#### Exercise description
Please return all of the records that follow, exactly as written.

START Material supplied

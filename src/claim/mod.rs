//! Claim submission and confirmation

mod executor;
mod types;

pub use executor::ClaimExecutor;
pub use types::{ClaimAttempt, ClaimOutcome};
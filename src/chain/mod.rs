//! Network guard and on-chain query capability

mod guard;
mod query;

pub use guard::{ChainGuard, NetworkStatus};
pub use query::{
    AllocationQuery, ContractQuery, IAirdrop, QueryError, RawClaimState, SimulatedQuery,
};
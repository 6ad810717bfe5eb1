//! Eligibility resolution, single and batched

mod batch;
mod resolver;
mod types;

pub use batch::BatchEligibilityResolver;
pub use resolver::EligibilityResolver;
pub use types::{BatchEntry, BatchReport, EligibilityRecord, FailureEntry};
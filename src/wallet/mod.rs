//! Wallet capability contract and session state

mod capability;
mod session;
mod simulated;

pub use capability::{ClaimReceipt, SubmitError, SwitchChainError, WalletCapability, WalletError};
pub use session::{WalletSession, WalletSessionState};
pub use simulated::SimulatedWallet;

END Material supplied

#### Output of the task
filename src/claim/mod.rs
//! Claim submission and confirmation

mod executor;
mod types;

pub use executor::ClaimExecutor;
pub use types::{ClaimAttempt, ClaimOutcome};
filename src/chain/mod.rs
//! Network guard and on-chain query capability

mod guard;
mod query;

pub use guard::{ChainGuard, NetworkStatus};
pub use query::{
    AllocationQuery, ContractQuery, IAirdrop, QueryError, RawClaimState, SimulatedQuery,
};
repository 6ad810717bfe5eb1
//! Eligibility resolution, single and batched

mod batch;
mod resolver;
mod types;

pub use batch::BatchEligibilityResolver;
pub use resolver::EligibilityResolver;
pub use types::{BatchEntry, BatchReport, EligibilityRecord, FailureEntry};
filename src/wallet/mod.rs
//! Wallet capability contract and session state

mod capability;
mod session;
mod simulated;

pub use capability::{ClaimReceipt, SubmitError, SwitchChainError, WalletCapability, WalletError};
pub use session::{WalletSession, WalletSessionState};
pub use simulated::SimulatedWallet;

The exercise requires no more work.